YOUR INSTRUCTIONS >> Reproduce the tail of the data exactly. It starts at the line containing "fn yellow(&self, text: &str)" and runs to the last line.

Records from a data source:

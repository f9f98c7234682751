//! Gemini (Google) provider preset.
//!
//! Runs `gemini -p <prompt> --output-format json`. The answer is the
//! `response` field; token counts are reported per model under `stats`.

mod descriptor;
pub(crate) mod parser;

pub use descriptor::{GEMINI_ID, gemini_descriptor};
pub use parser::parse_gemini_usage;
//! Text output formatting with colors.

use chrono::{DateTime, Duration, Local, Utc};
use coderelay_core::ErrorKind;
use coderelay_router::{Attempt, RouteError, RouteResponse};
use std::time::Duration as StdDuration;

use super::{ProviderRow, StatusRow};

// ============================================================================
// ANSI Colors
// ============================================================================

const RESET: &str = "\x1b[0m";
const BOLD: &str = "\x1b[1m";
const DIM: &str = "\x1b[2m";
const GREEN: &str = "\x1b[32m";
const YELLOW: &str = "\x1b[33m";
const RED: &str = "\x1b[31m";
const CYAN: &str = "\x1b[36m";

/// Text formatter with optional colors.
pub struct TextFormatter {
    use_colors: bool,
}

impl TextFormatter {
    /// Creates a new text formatter.
    pub fn new(use_colors: bool) -> Self {
        Self { use_colors }
    }

    // ========================================================================
    // Route
    // ========================================================================

    /// Formats the one-line summary printed after a response.
    pub fn format_route_footer(&self, response: &RouteResponse) -> String {
        let mut parts = vec![
            format!("via {}", self.cyan(&response.provider)),
            self.format_duration(response.duration),
        ];
        if let Some(usage) = response.usage {
            parts.push(format!("{} tokens", self.format_number(usage.total())));
        }
        let failovers = response.failovers().count();
        if failovers > 0 {
            parts.push(format!(
                "{failovers} failover{}",
                if failovers == 1 { "" } else { "s" }
            ));
        }
        self.dim(&parts.join(" · "))
    }

    /// Formats a mid-stream failover notice.
    pub fn format_failover(&self, provider: &str, kind: ErrorKind, message: &str) -> String {
        format!(
            "{} {} failed ({}): {}; trying next provider",
            self.yellow("↪"),
            self.bold(provider),
            self.kind_colored(kind),
            message
        )
    }

    /// Formats one attempt line.
    pub fn format_attempt(&self, attempt: &Attempt) -> String {
        let mark = if attempt.success {
            self.green("✓")
        } else if attempt.skipped {
            self.dim("−")
        } else {
            self.red("✗")
        };

        let detail = match (attempt.kind, &attempt.error) {
            (Some(kind), Some(error)) => format!("{} {}", self.kind_colored(kind), error),
            (Some(kind), None) => self.kind_colored(kind),
            _ => self.format_duration(attempt.duration),
        };

        format!("  {mark} {:<12} {detail}", attempt.provider)
    }

    /// Formats a routing failure, with the per-candidate breakdown.
    pub fn format_route_error(&self, error: &RouteError) -> String {
        match error {
            RouteError::Exhausted { attempts } => {
                let mut lines = vec![format!("{}: all providers failed", self.red("Error"))];
                lines.extend(attempts.iter().map(|a| self.format_attempt(a)));
                lines.join("\n")
            }
            RouteError::Rejected {
                provider,
                kind,
                message,
            } => format!(
                "{}: {} rejected the request ({}): {}",
                self.red("Error"),
                self.bold(provider),
                self.kind_colored(*kind),
                message
            ),
            other => format!("{}: {other}", self.red("Error")),
        }
    }

    /// Formats a dry-run candidate list.
    pub fn format_candidates(&self, candidates: &[String]) -> String {
        candidates
            .iter()
            .enumerate()
            .map(|(i, id)| format!("{:>2}. {id}", i + 1))
            .collect::<Vec<_>>()
            .join("\n")
    }

    // ========================================================================
    // Status
    // ========================================================================

    /// Formats one provider's state.
    pub fn format_status(&self, row: &StatusRow, now: DateTime<Utc>) -> String {
        let state = &row.state;
        let mut lines = Vec::new();

        let availability = if state.is_out_of_credits(now) {
            let until = state.out_of_credits_until.unwrap_or(now);
            self.yellow(&format!("cooling down, back {}", self.format_until(until, now)))
        } else if state.consecutive_errors > 0 {
            self.yellow(&format!("{} consecutive errors", state.consecutive_errors))
        } else {
            self.green("ready")
        };
        lines.push(format!("{} ({})", self.bold(&row.id), availability));

        let requests = match row.daily_limit {
            Some(limit) => format!("{}/{limit}", state.requests_today),
            None => state.requests_today.to_string(),
        };
        lines.push(format!("  Requests today: {requests}"));
        lines.push(format!(
            "  Tokens saved:   {} today, {} total",
            self.format_number(state.tokens_saved_today),
            self.format_number(state.total_tokens_saved)
        ));

        if let Some(last_used) = state.last_used_at {
            lines.push(format!(
                "  Last used:      {}",
                last_used.with_timezone(&Local).format("%Y-%m-%d %H:%M")
            ));
        }

        if let Some(last) = state.last_errors.last() {
            lines.push(format!("  Last error:     {}", self.red(&last.message)));
        }

        lines.join("\n")
    }

    /// Formats a cooldown end as a countdown or a local time.
    pub fn format_until(&self, until: DateTime<Utc>, now: DateTime<Utc>) -> String {
        if until <= now {
            return "now".to_string();
        }

        let diff = until - now;
        if diff < Duration::hours(1) {
            let mins = diff.num_minutes().max(1);
            format!("in {} minute{}", mins, if mins == 1 { "" } else { "s" })
        } else if diff < Duration::hours(24) {
            let hours = diff.num_hours();
            let mins = diff.num_minutes() % 60;
            if mins > 0 {
                format!("in {hours}h {mins}m")
            } else {
                format!("in {} hour{}", hours, if hours == 1 { "" } else { "s" })
            }
        } else {
            let local = until.with_timezone(&Local);
            local.format("%a at %l:%M %p").to_string().trim().to_string()
        }
    }

    // ========================================================================
    // Providers
    // ========================================================================

    /// Formats provider list header.
    pub fn format_providers_header(&self) -> String {
        format!(
            "{:<20} {:<12} {:<20} {:<8} {}",
            self.bold("Provider"),
            self.bold("ID"),
            self.bold("Binary"),
            self.bold("Source"),
            self.bold("Stream")
        )
    }

    /// Formats a single provider line.
    pub fn format_provider_line(&self, row: &ProviderRow) -> String {
        let status = if row.installed {
            self.green("✓")
        } else {
            self.dim("−")
        };
        let streaming = if row.streaming {
            self.green("✓")
        } else {
            self.dim("−")
        };

        format!(
            "{:<20} {:<12} {:<20} {:<8} {}",
            format!("{} {}", row.display_name, status),
            row.id,
            row.binary,
            row.source.as_str(),
            streaming
        )
    }

    // ========================================================================
    // Color/style helpers
    // ========================================================================

    fn kind_colored(&self, kind: ErrorKind) -> String {
        if kind.is_request_fatal() {
            self.red(kind.as_str())
        } else if kind.triggers_cooldown() {
            self.yellow(kind.as_str())
        } else {
            self.dim(kind.as_str())
        }
    }

    fn format_number(&self, n: u64) -> String {
        #[allow(clippy::cast_precision_loss)]
        let f = n as f64;
        if n >= 1_000_000 {
            format!("{:.1}M", f / 1_000_000.0)
        } else if n >= 1_000 {
            format!("{:.1}K", f / 1_000.0)
        } else {
            n.to_string()
        }
    }

    fn format_duration(&self, duration: StdDuration) -> String {
        if duration.as_secs() >= 60 {
            format!("{}m {}s", duration.as_secs() / 60, duration.as_secs() % 60)
        } else {
            format!("{:.1}s", duration.as_secs_f64())
        }
    }

    fn paint(&self, code: &str, text: &str) -> String {
        if self.use_colors {
            format!("{code}{text}{RESET}")
        } else {
            text.to_string()
        }
    }

    fn bold(&self, text: &str) -> String {
        self.paint(BOLD, text)
    }

    fn dim(&self, text: &str) -> String {
        self.paint(DIM, text)
    }

    fn green(&self, text: &str) -> String {
        self.paint(GREEN, text)
    }

    fn yellow(&self, text: &str) -> String {
        self.paint(YELLOW, text)
    }

    fn red(&self, text: &str) -> String {
        self.paint(RED, text)
    }

    fn cyan(&self, text: &str) -> String {
        self.paint(CYAN, text)
    }
}

// ============================================================================
// Tests
// ============================================================================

ANSWER TO THIS TASK >>
    fn yellow(&self, text: &str) -> String {
        self.paint(YELLOW, text)
    }

    fn red(&self, text: &str) -> String {
        self.paint(RED, text)
    }

    fn cyan(&self, text: &str) -> String {
        self.paint(CYAN, text)
    }
}

// ============================================================================
// Tests
// ============================================================================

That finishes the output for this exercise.